Training on GPU(s)

Training networks on GPUs has exploded in popularity in recent years. As such, we have built mentat-lss with full gpu compatability on both linux and macos (arm64) architectures. The hardest part for you is thus making sure your enviornment is correctly setup to utilize your hardware.

Enviornment troubleshooting

As a first step, you can (and should!) check after install that PyTorch knows about any gpus available. To do so, run the following commands in a python terminal,

import torch
# If on linux, run this command
torch.cude.is_available() #<- should return True if correctly built for gpu
# If on macos, run this command
torch.backends.mps.is_available() #<- should return True if correctly built for gpu

If the above returns false and you have a gpu available, you probably installed the cpu build of PyTorch. That can happen if you don’t have cuda installed, which you can double-check by running nvidia-smi in the terminal. If you do have cuda properly installed, follow the pytorch local installation instructions.

Once you’ve verified pytorch can see your gpu, you can simply run our example training script with python ./scripts/train_emulator.py!

Multiple GPUs

The above example script will also attempt to train the emulator on multiple GPUs at once, potentially saving a significant amount of time. It does this by assigning each sub-network in the emulator to one GPU only, and periodically syncing up the results from all gpus together. Therefore, if you are running the above script then there “should” be no extra work required for utilizing more than one gpu.

Example slurm script

You will most likely want to train your emulator on an HPC system. To facilitate doing so, we’ve proved an example slurm script below, based off running on University of Arizona systems.

#!/bin/bash
#BATCH --job-name=<name of job>
#SBATCH --mail-type=ALL
#SBATCH --mail-user=<email>
#SBATCH --nodes=1
#SBATCH --ntasks=1
#SBATCH --cpus-per-task=5
#SBATCH --mem-per-cpu=8gb
#SBATCH --gres=gpu:2 <- number of gpus PER NODE>
#SBATCH --time=48:00:00
#SBATCH --partition=<queue name>
#SBATCH --account=<account name>
#SBATCH --output=<name_of_output_file>.out

# load any system-specific modules (ex: anaconda)
module load <modules>
source /path/to/home/.bashrc

# replace with your specific enviornment
conda activate <anaconda_enviornment>

cd /path/to/repo/scripts

config_file="/path/to/net/config/file.yaml"
echo "starting job"

python train_emulator.py $config_file

Note the line #SBATCH --gres=gpu:2 will request 2 GPUs on the same node. Using gpus across different nodes will be added in a future release, so do so at your own risk.

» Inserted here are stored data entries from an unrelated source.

//! Builder pattern for EvaluationScheduler construction

use std::sync::Arc;

use crate::config::EvaluationConfig;
use crate::error::Result;
use crate::statistics::DescriptiveStatistics;
use crate::traits::StatisticsCalculator;

use super::executor::EvaluationScheduler;

/// Builder for creating an EvaluationScheduler with proper configuration
///
/// # Example
///
/// ```ignore
/// let scheduler = SchedulerBuilder::new("checkout")
///     .group("OrderTests")
///     .config(config)
///     .statistics(Arc::new(DescriptiveStatistics::new()))
///     .build()?;
/// ```
pub struct SchedulerBuilder {
    test_name: String,
    group: String,
    config: EvaluationConfig,
    statistics: Option<Arc<dyn StatisticsCalculator>>,
}

impl SchedulerBuilder {
    /// Create a builder for the named test with default configuration
    pub fn new(test_name: impl Into<String>) -> Self {
        Self {
            test_name: test_name.into(),
            group: String::new(),
            config: EvaluationConfig::default(),
            statistics: None,
        }
    }

    /// Set the owning class identity
    pub fn group(mut self, group: impl Into<String>) -> Self {
        self.group = group.into();
        self
    }

    /// Set the full evaluation configuration
    pub fn config(mut self, config: EvaluationConfig) -> Self {
        self.config = config;
        self
    }

    /// Set the worker count
    pub fn threads(mut self, threads: usize) -> Self {
        self.config.threads = threads;
        self
    }

    /// Set the statistics calculator (DescriptiveStatistics if not set)
    pub fn statistics(mut self, statistics: Arc<dyn StatisticsCalculator>) -> Self {
        self.statistics = Some(statistics);
        self
    }

    /// Build the scheduler
    ///
    /// # Errors
    ///
    /// Returns `Error::Config` if the configuration fails validation.
    pub fn build(self) -> Result<EvaluationScheduler> {
        self.config.validate()?;

        let statistics = self
            .statistics
            .unwrap_or_else(|| Arc::new(DescriptiveStatistics::new()));

        Ok(EvaluationScheduler::new(
            self.test_name,
            self.group,
            self.config,
            statistics,
        ))
    }
}
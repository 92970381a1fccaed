//! Error types for loadgauge-report

use thiserror::Error;

/// Report generation error
#[derive(Error, Debug)]
pub enum ReportError {
    /// Writing the report failed
    #[error("IO error: {0}")]
    Io(#[from] std::io::Error),

    /// Encoding the report failed
    #[error("serialization error: {0}")]
    Serialization(#[from] serde_json::Error),

    /// The contexts handed over cannot be reported
    #[error("invalid report input: {0}")]
    InvalidInput(String),
}

/// Result type alias for report operations
pub type ReportResult<T> = std::result::Result<T, ReportError>;

impl From<ReportError> for loadgauge_core::Error {
    fn from(err: ReportError) -> Self {
        match err {
            ReportError::Io(e) => loadgauge_core::Error::Io(e),
            other => loadgauge_core::Error::report(other.to_string()),
        }
    }
}

#[cfg(test)]
mod tests {
    use super::*;

    #[test]
    fn test_conversion_into_core_error() {
        let err: loadgauge_core::Error = ReportError::InvalidInput("mixed groups".into()).into();
        assert!(matches!(err, loadgauge_core::Error::Report(ref msg) if msg.contains("mixed groups")));

        let io = std::io::Error::new(std::io::ErrorKind::NotFound, "missing dir");
        let err: loadgauge_core::Error = ReportError::from(io).into();
        assert!(matches!(err, loadgauge_core::Error::Io(_)));
    }
}
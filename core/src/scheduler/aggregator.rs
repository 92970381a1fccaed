//! Run bookkeeping aggregated from every worker

use std::time::Duration;

use serde::{Deserialize, Serialize};

use crate::worker::WorkerStats;

/// What the workers of one evaluation did, measured or not
#[derive(Debug, Clone, Default, PartialEq, Serialize, Deserialize)]
pub struct RunSummary {
    /// Workers spawned
    pub workers: usize,

    /// Invocations run by workers that reported back
    pub invocations: usize,

    /// Invocations that reached the statistics calculator
    pub measured: usize,

    /// Invocations started during warm-up
    pub warm_up_discarded: usize,

    /// Invocations that finished after the deadline
    pub late_discarded: usize,

    /// Workers still busy when the drain grace ran out
    pub abandoned_workers: usize,

    /// Worker tasks that died instead of reporting
    pub worker_failures: usize,

    /// Wall time from context creation to the end of draining
    pub elapsed_ms: u64,
}

impl RunSummary {
    /// Whether every worker stopped on its own
    pub fn drained_cleanly(&self) -> bool {
        self.abandoned_workers == 0 && self.worker_failures == 0
    }
}

/// Fold per-worker stats into a run summary
///
/// `workers` counts every spawned worker, including those that never
/// reported (abandoned or failed), so it can exceed `stats.len()`.
pub fn aggregate_worker_stats(
    stats: &[WorkerStats],
    workers: usize,
    abandoned_workers: usize,
    worker_failures: usize,
    elapsed: Duration,
) -> RunSummary {
    let mut total = WorkerStats::new();
    for s in stats {
        total.merge(s);
    }

    RunSummary {
        workers,
        invocations: total.total_invocations(),
        measured: total.measured(),
        warm_up_discarded: total.warm_up_discarded,
        late_discarded: total.late_discarded,
        abandoned_workers,
        worker_failures,
        elapsed_ms: elapsed.as_millis() as u64,
    }
}
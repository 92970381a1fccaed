//! loadgauge-core: Evaluation engine for per-test performance checks
//!
//! This crate runs a test body repeatedly and concurrently for a bounded
//! duration and turns the outcome into a pass/fail verdict:
//!
//! - Scheduling: worker tasks, warm-up, deadline and drain (`scheduler`, `worker`)
//! - Rate control shared by every worker (`RateController`)
//! - Statistics aggregation and threshold checks
//! - Per-class registration and reporting (`registry`, `reporting`, `harness`)
//! - Error handling

#![warn(missing_docs)]
#![warn(clippy::all)]

pub mod config;
pub mod context;
pub mod error;
pub mod harness;
pub mod invocation;
pub mod registry;
pub mod reporting;
pub mod scheduler;
pub mod statistics;
pub mod thresholds;
pub mod traits;
pub mod worker;

pub use config::{parse_percentiles, ConfigError, EvaluationConfig, Thresholds};
pub use context::EvaluationContext;
pub use error::*;
pub use harness::TestClassHarness;
pub use invocation::{Completion, CompletionHandle, InvocationError, InvocationHandle, Outcome};
pub use registry::ActiveContextRegistry;
pub use reporting::{
    default_statistics_supplier, resolve_reporting, LogReportSink, ReportingConfig,
    ResolvedReporting, StatisticsSupplier,
};
pub use scheduler::{EvaluationScheduler, RunSummary, SchedulerBuilder};
pub use statistics::{DescriptiveStatistics, Statistics, DEFAULT_PERCENTILES};
pub use thresholds::{evaluate_thresholds, Limit, ThresholdViolation};
pub use traits::*;
pub use worker::{RateController, WorkerBuilder, WorkerStats};

#[cfg(test)]
mod integration_tests {
    use super::*;
    use std::sync::Arc;

    // =========================================================================
    // Serialization format tests
    // =========================================================================

    #[test]
    fn test_config_json_defaults() {
        let config: EvaluationConfig = serde_json::from_str(r#"{"threads": 4}"#).unwrap();
        assert_eq!(config.threads, 4);
        assert_eq!(config.warm_up_ms, 0);
        assert_eq!(config.max_executions_per_second, 0);
        assert!(config.thresholds.is_empty());
        assert!(config.validate().is_ok());
    }

    #[test]
    fn test_violation_json_format() {
        let violation = ThresholdViolation::new("latency_p95_ms", Limit::Upper, 7.5, 9.25);
        let json = serde_json::to_string(&violation).unwrap();

        assert!(json.contains("\"metric\":\"latency_p95_ms\""));
        assert!(json.contains("\"limit\":\"upper\""));
    }

    #[test]
    fn test_statistics_percentiles_serialize_as_map() {
        let mut stats = Statistics::default();
        stats.percentiles.insert(95, 7.0);
        let json = serde_json::to_value(&stats).unwrap();
        assert_eq!(json["percentiles"]["95"], 7.0);
    }

    // =========================================================================
    // End-to-end
    // =========================================================================

    #[tokio::test(flavor = "multi_thread", worker_threads = 2)]
    async fn test_class_run_end_to_end() {
        let registry = Arc::new(ActiveContextRegistry::new());
        let harness = TestClassHarness::new("EndToEnd", Arc::clone(&registry), &[]).unwrap();

        let thresholds = Thresholds::new()
            .with_max_error_percentage(0.0)
            .with_max_latency_percentile(99, 1_000.0);
        let config = EvaluationConfig::new(2)
            .with_duration_ms(150)
            .with_warm_up_ms(20)
            .with_thresholds(thresholds);

        let context = harness
            .run_test(
                "fast_path",
                Some(&config),
                InvocationHandle::from_fn(|| async { Ok::<(), InvocationError>(()) }),
            )
            .await
            .unwrap()
            .unwrap();

        assert!(context.verdict().is_ok());
        assert!(harness.finish().is_ok());
        assert_eq!(registry.groups(), vec!["EndToEnd"]);
    }
}
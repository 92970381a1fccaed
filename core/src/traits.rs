//! Core traits for invocations, statistics and report sinks
//!
//! The scheduler only depends on these seams; hosts plug in their own test
//! bodies, aggregators and report renderers behind them.

use crate::context::EvaluationContext;
use crate::invocation::{CompletionHandle, InvocationError};
use crate::statistics::Statistics;
use async_trait::async_trait;
use std::collections::BTreeMap;
use std::sync::Arc;
use std::time::Duration;

// ============================================================================
// Invocation Traits
// ============================================================================

/// A test body that completes when its future resolves
///
/// Returning `Err` (or panicking) marks the invocation as an error sample;
/// the error never leaves the worker.
#[async_trait]
pub trait Invocation: Send + Sync {
    /// Run the test body once
    async fn invoke(&self) -> Result<(), InvocationError>;
}

/// A test body that signals completion out of band
///
/// The worker hands over a [`CompletionHandle`] and waits for it to be
/// completed or failed; returning from `invoke` alone does not end the
/// invocation.
#[async_trait]
pub trait CompletionInvocation: Send + Sync {
    /// Start the test body once
    async fn invoke(&self, completion: CompletionHandle);
}

// ============================================================================
// Statistics Calculator Trait
// ============================================================================

/// Thread-safe recorder of measured samples
///
/// Implementations do their own synchronization; workers call `record`
/// concurrently and never lock the calculator externally.
pub trait StatisticsCalculator: Send + Sync {
    /// Calculator name for identification
    fn name(&self) -> &str {
        "custom"
    }

    /// Record one measured invocation
    fn record(&self, latency: Duration, is_error: bool);

    /// Compute derived metrics over a measured window of the given length
    ///
    /// `percentiles` lists extra latency percentiles to compute.
    fn snapshot(&self, measured: Duration, percentiles: &[u8]) -> Statistics;

    /// Discard every recorded sample
    fn reset(&self);
}

// ============================================================================
// Report Sink Trait
// ============================================================================

/// Consumer of finalized evaluation contexts
///
/// Called once per test class with every evaluated method of that class,
/// keyed by test name. Implementations live in the report crate.
pub trait ReportSink: Send + Sync {
    /// Sink name for identification
    fn name(&self) -> &str;

    /// Render or publish the contexts of one class
    fn generate_report(
        &self,
        contexts: &BTreeMap<String, Arc<EvaluationContext>>,
    ) -> crate::Result<()>;
}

Optimizing Hyperparameters

There are many different methods for optimizing network hyperparameters, all with varying levels of complexity and efficiency. In v1.1, we have added a script that utilizes Optuna, a powerful library that performs hyperparameter optimization far more efficiently than a basic grid search. We highly recommend using this script to optimize your emulator, as it will likely save you a significant amount of time and computational resources.